Il sonno della ragione produce ministri. Così un Alberto Arbasino sferzante vizi e virtù italiche, non avendo di certo in mente che un giorno il Paese sarebbe finito nelle tozze manine dei Salvini e dei Di Maio.
Protagonista nascosto della vera Dolce Vita, quella scimmiottata – a suo dire – dai Fellini e dai Cuny colpevoli di aver segnato la fine di un mondo e l’inizio di un mito, Arbasino è stato anche progenitore delle moderne tenzoni da salotto televisivo.
Match – questo il nome del programma condotto dal Nostro, trasmesso dalla Rai tra il 1977 e 1978 – offriva un formato goloso anche per i palati più vogliosi della gauche caviar.
Arbasino, più nelle vesti di istigatore che in quelle di moderatore, aizzava i due ospiti puntando allo scontro in diretta.
Insomma, un antesignano – con le dovutissime differenze – dei Non è l’Arena, dei presentatori à la Paragone e del più mite Pomeriggio Cinque.
Acclarato il ruolo fondamentale delle TV nelle vicende politiche del nostro Paese e ultimamente anche nella formazione delle squadre di Governo – per quel principio modernissimo di potenza dell’influencer – è interessante notare come quel modello di “fare audience”, in quarant’anni di evoluzione dei gusti, sia arrivato ai nostri giorni mutuando forme, ruoli, posture a discapito, nostro malgrado, non dei soli toni.

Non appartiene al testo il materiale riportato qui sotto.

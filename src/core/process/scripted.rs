// srcbackup: uncommitted and unpushed work backup
//
// SPDX-FileCopyrightText: 2026 Romeo Ahmed
// SPDX-License-Identifier: GPL-3.0-or-later

//! Recording [`CommandRunner`] with canned responses.
//!
//! ```text
//! ScriptedRunner::new()
//!   .on("status",   Response::stdout("a/b.txt\nc.txt\n"))
//!   .on("outgoing", Response::exit(1))
//!   .on("rsync",    Response::ok())
//!
//! key = first argument (hg subcommand) or program file stem
//! unmatched commands succeed with empty output
//! ```
//!
//! Every call is recorded. When a command carries `--include-from FILE`, the
//! rule file is read at call time, since the caller removes it afterwards.

use futures_util::future::BoxFuture;
use std::path::PathBuf;
use std::sync::Mutex;

use super::builder::{ProcessBuilder, ProcessOutput};
use super::runner::CommandRunner;
use crate::error::{BackupResult, ProcessError};

/// Canned result for one kind of command.
#[derive(Debug, Clone, Default)]
pub struct Response {
    exit_code: i32,
    stdout: String,
    stderr: String,
    spawn_fails: bool,
    touch_last_arg: bool,
    remove_last_arg: bool,
}

impl Response {
    /// Successful exit with no output.
    #[must_use]
    pub fn ok() -> Self {
        Self::default()
    }

    /// Successful exit printing `stdout`.
    #[must_use]
    pub fn stdout(stdout: impl Into<String>) -> Self {
        Self {
            stdout: stdout.into(),
            ..Self::default()
        }
    }

    /// Exit with `code` and no output.
    #[must_use]
    pub fn exit(code: i32) -> Self {
        Self {
            exit_code: code,
            ..Self::default()
        }
    }

    /// The executable cannot be launched at all.
    #[must_use]
    pub fn spawn_failure() -> Self {
        Self {
            spawn_fails: true,
            ..Self::default()
        }
    }

    /// Sets the stderr text reported alongside the exit code.
    #[must_use]
    pub fn with_stderr(mut self, stderr: impl Into<String>) -> Self {
        self.stderr = stderr.into();
        self
    }

    /// Creates the file named by the last argument, like `hg bundle FILE` does.
    #[must_use]
    pub const fn touching_last_arg(mut self) -> Self {
        self.touch_last_arg = true;
        self
    }

    /// Deletes the file named by the last argument, like an aborted
    /// `hg bundle FILE` does.
    #[must_use]
    pub const fn removing_last_arg(mut self) -> Self {
        self.remove_last_arg = true;
        self
    }
}

/// One invocation seen by a [`ScriptedRunner`].
#[derive(Debug, Clone, PartialEq, Eq)]
pub struct RecordedCall {
    /// Program as configured (not resolved).
    pub program: String,
    /// Arguments in order.
    pub args: Vec<String>,
    /// Working directory, if set.
    pub cwd: Option<PathBuf>,
    /// Stdout redirection target, if any.
    pub stdout_file: Option<PathBuf>,
    /// Contents of the `--include-from` rule file at call time.
    pub include_rules: Option<String>,
}

impl RecordedCall {
    /// First argument, which is the subcommand for hg.
    #[must_use]
    pub fn subcommand(&self) -> Option<&str> {
        self.args.first().map(String::as_str)
    }
}

/// Test double implementing [`CommandRunner`].
#[derive(Debug, Default)]
pub struct ScriptedRunner {
    responses: Vec<(String, Response)>,
    calls: Mutex<Vec<RecordedCall>>,
}

impl ScriptedRunner {
    #[must_use]
    pub fn new() -> Self {
        Self::default()
    }

    /// Registers the response for commands whose key equals `key`.
    ///
    /// The first registration for a key wins.
    #[must_use]
    pub fn on(mut self, key: impl Into<String>, response: Response) -> Self {
        self.responses.push((key.into(), response));
        self
    }

    /// All calls made so far, in order.
    #[must_use]
    pub fn calls(&self) -> Vec<RecordedCall> {
        self.calls
            .lock()
            .unwrap_or_else(std::sync::PoisonError::into_inner)
            .clone()
    }

    /// Calls whose key (subcommand or program stem) equals `key`.
    #[must_use]
    pub fn calls_for(&self, key: &str) -> Vec<RecordedCall> {
        self.calls()
            .into_iter()
            .filter(|c| c.subcommand() == Some(key) || program_stem(&c.program) == key)
            .collect()
    }

    fn response_for(&self, command: &ProcessBuilder) -> Response {
        let stem = program_stem(&command.program().display().to_string());
        let subcommand = command.args_slice().first().map(String::as_str);
        self.responses
            .iter()
            .find(|(key, _)| subcommand == Some(key.as_str()) || *key == stem)
            .map(|(_, response)| response.clone())
            .unwrap_or_default()
    }

    fn record(&self, command: &ProcessBuilder) {
        let include_rules = command
            .arg_value("--include-from")
            .and_then(|path| std::fs::read_to_string(path).ok());
        let call = RecordedCall {
            program: command.program().display().to_string(),
            args: command.args_slice().to_vec(),
            cwd: command.working_dir().cloned(),
            stdout_file: command.stdout_file().map(std::path::Path::to_path_buf),
            include_rules,
        };
        self.calls
            .lock()
            .unwrap_or_else(std::sync::PoisonError::into_inner)
            .push(call);
    }

    fn execute(&self, command: &ProcessBuilder) -> BackupResult<ProcessOutput> {
        self.record(command);
        let response = self.response_for(command);

        if response.spawn_fails {
            return Err(ProcessError::SpawnFailed {
                command: command.command_line(),
                source: std::io::Error::new(std::io::ErrorKind::PermissionDenied, "scripted"),
            }
            .into());
        }

        let mut stdout = response.stdout;
        if let Some(path) = command.stdout_file() {
            std::fs::write(path, &stdout)?;
            stdout.clear();
        }
        if response.touch_last_arg
            && response.exit_code == 0
            && let Some(last) = command.args_slice().last()
        {
            std::fs::write(last, b"")?;
        }
        if response.remove_last_arg
            && let Some(last) = command.args_slice().last()
        {
            let _ = std::fs::remove_file(last);
        }

        command.check_exit(ProcessOutput::new(
            response.exit_code,
            stdout,
            response.stderr,
        ))
    }
}

impl CommandRunner for ScriptedRunner {
    fn run(&self, command: ProcessBuilder) -> BoxFuture<'_, BackupResult<ProcessOutput>> {
        let result = self.execute(&command);
        Box::pin(async move { result })
    }
}

fn program_stem(program: &str) -> String {
    std::path::Path::new(program)
        .file_stem()
        .map_or_else(|| program.to_string(), |s| s.to_string_lossy().into_owned())
}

Niente più salotti televisivi in cui pubblico, ospiti e conduttori, tutti attori perfettamente calati nel loro ruolo, con estremo garbo interpretano il copione e conducono per mano lo spettatore attraverso uno scambio di opinioni discordanti, a volte contrastanti, ma sempre formalmente rispettose l’una dell’altra.

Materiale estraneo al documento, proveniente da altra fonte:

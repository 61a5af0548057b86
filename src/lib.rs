// srcbackup: uncommitted and unpushed work backup
//
// SPDX-FileCopyrightText: 2026 Romeo Ahmed
// SPDX-License-Identifier: GPL-3.0-or-later

//! Library root.
//!
//! # Crate Architecture
//!
//! ```text
//!                        main.rs
//!                           |
//!                +----------+----------+
//!                v                     v
//!             cli (clap)          cmd (handlers)
//!                |         run / query / capture
//!                +----------+----------+
//!                           v
//!              ,---------------------------,
//!              |          config           |
//!              |  TOML + env, layered      |
//!              '--+-----------+--------+---'
//!                 |           |        |
//!                 v           v        v
//!                hg        mirror   artifact
//!           status/id/   rsync rule  naming +
//!            outgoing      sets     diff/bundle
//!
//!   +-----------------------------------------+
//!   |  core   process (builder, runner seam)  |
//!   +-----------------------------------------+
//!   |  foundation   error, logging, utility   |
//!   +-----------------------------------------+
//! ```

pub mod artifact;
pub mod cli;
pub mod cmd;
pub mod config;
pub mod core;
pub mod error;
pub mod hg;
pub mod logging;
pub mod mirror;
pub mod utility;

Il gusto contemporaneo, in un’epoca dai moltissimi gusti – direbbe Dorfles –, è urlato, fazioso, caciarone. Una TV liofilizzata, concentrata in slogan da stadio, emotivi, de pancia. Lo specchio – anzi, lo schermo – del dibattito politico italiano.

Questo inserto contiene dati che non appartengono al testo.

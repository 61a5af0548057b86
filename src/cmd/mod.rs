// srcbackup: uncommitted and unpushed work backup
//
// SPDX-FileCopyrightText: 2026 Romeo Ahmed
// SPDX-License-Identifier: GPL-3.0-or-later

//! Command implementations.
//!
//! ```text
//! CLI args --> cmd::run_* handlers
//!   run                         run::run_backup_command
//!   status, identify, outgoing  query
//!   diff, bundle, mirror        capture
//!   options, config-files       config
//!
//! BackupContext { hg, mirror, repository, paths, status }
//!   built from Config + CommandRunner
//! ```

pub mod capture;
pub mod config;
pub mod query;
pub mod run;


use std::path::{Path, PathBuf};
use std::sync::Arc;

use crate::config::Config;
use crate::config::paths::PathsConfig;
use crate::core::process::runner::{CommandRunner, SystemRunner};
use crate::error::Result;
use crate::hg::{Mercurial, StatusFilter};
use crate::mirror::Mirror;

/// Everything a command needs to talk to hg and rsync.
#[derive(Debug)]
pub struct BackupContext {
    hg: Mercurial,
    mirror: Mirror,
    repository: PathBuf,
    paths: PathsConfig,
    status: StatusFilter,
}

impl BackupContext {
    /// Builds the context from `config`, running tools through `runner`.
    ///
    /// # Errors
    ///
    /// Returns a `ConfigError::MissingKey` if `paths.repository` is not set.
    pub fn new(config: &Config, runner: Arc<dyn CommandRunner>) -> Result<Self> {
        let repository = config.paths.repository()?.to_path_buf();
        let options = config.global.run_options();

        Ok(Self {
            hg: Mercurial::new(runner.clone(), &config.tools.hg, options),
            mirror: Mirror::new(runner, &config.tools.rsync, options),
            repository,
            paths: config.paths.clone(),
            status: config.status.filter(),
        })
    }

    /// Builds the context with a runner that spawns real processes.
    ///
    /// # Errors
    ///
    /// Returns a `ConfigError::MissingKey` if `paths.repository` is not set.
    pub fn system(config: &Config) -> Result<Self> {
        Self::new(config, Arc::new(SystemRunner))
    }

    #[must_use]
    pub const fn hg(&self) -> &Mercurial {
        &self.hg
    }

    #[must_use]
    pub const fn mirror(&self) -> &Mirror {
        &self.mirror
    }

    #[must_use]
    pub fn repository(&self) -> &Path {
        &self.repository
    }

    #[must_use]
    pub const fn paths(&self) -> &PathsConfig {
        &self.paths
    }

    #[must_use]
    pub const fn status_filter(&self) -> StatusFilter {
        self.status
    }
}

Ai Montanelli vs Bocca, ai Moravia vs Sanguineti, agli Albertazzi vs Memè Perlini rispondiamo fieramente coi Di Battista, i Crocetta, i Klaus Davi e le Barbare (sic) D’Urso.
Arbasino, dica la verità: avesse visto questi qui, avrebbe davvero sentito l’esigenza di mutare anche una sola, singola, fottutissima lettera dalle parole di Goya?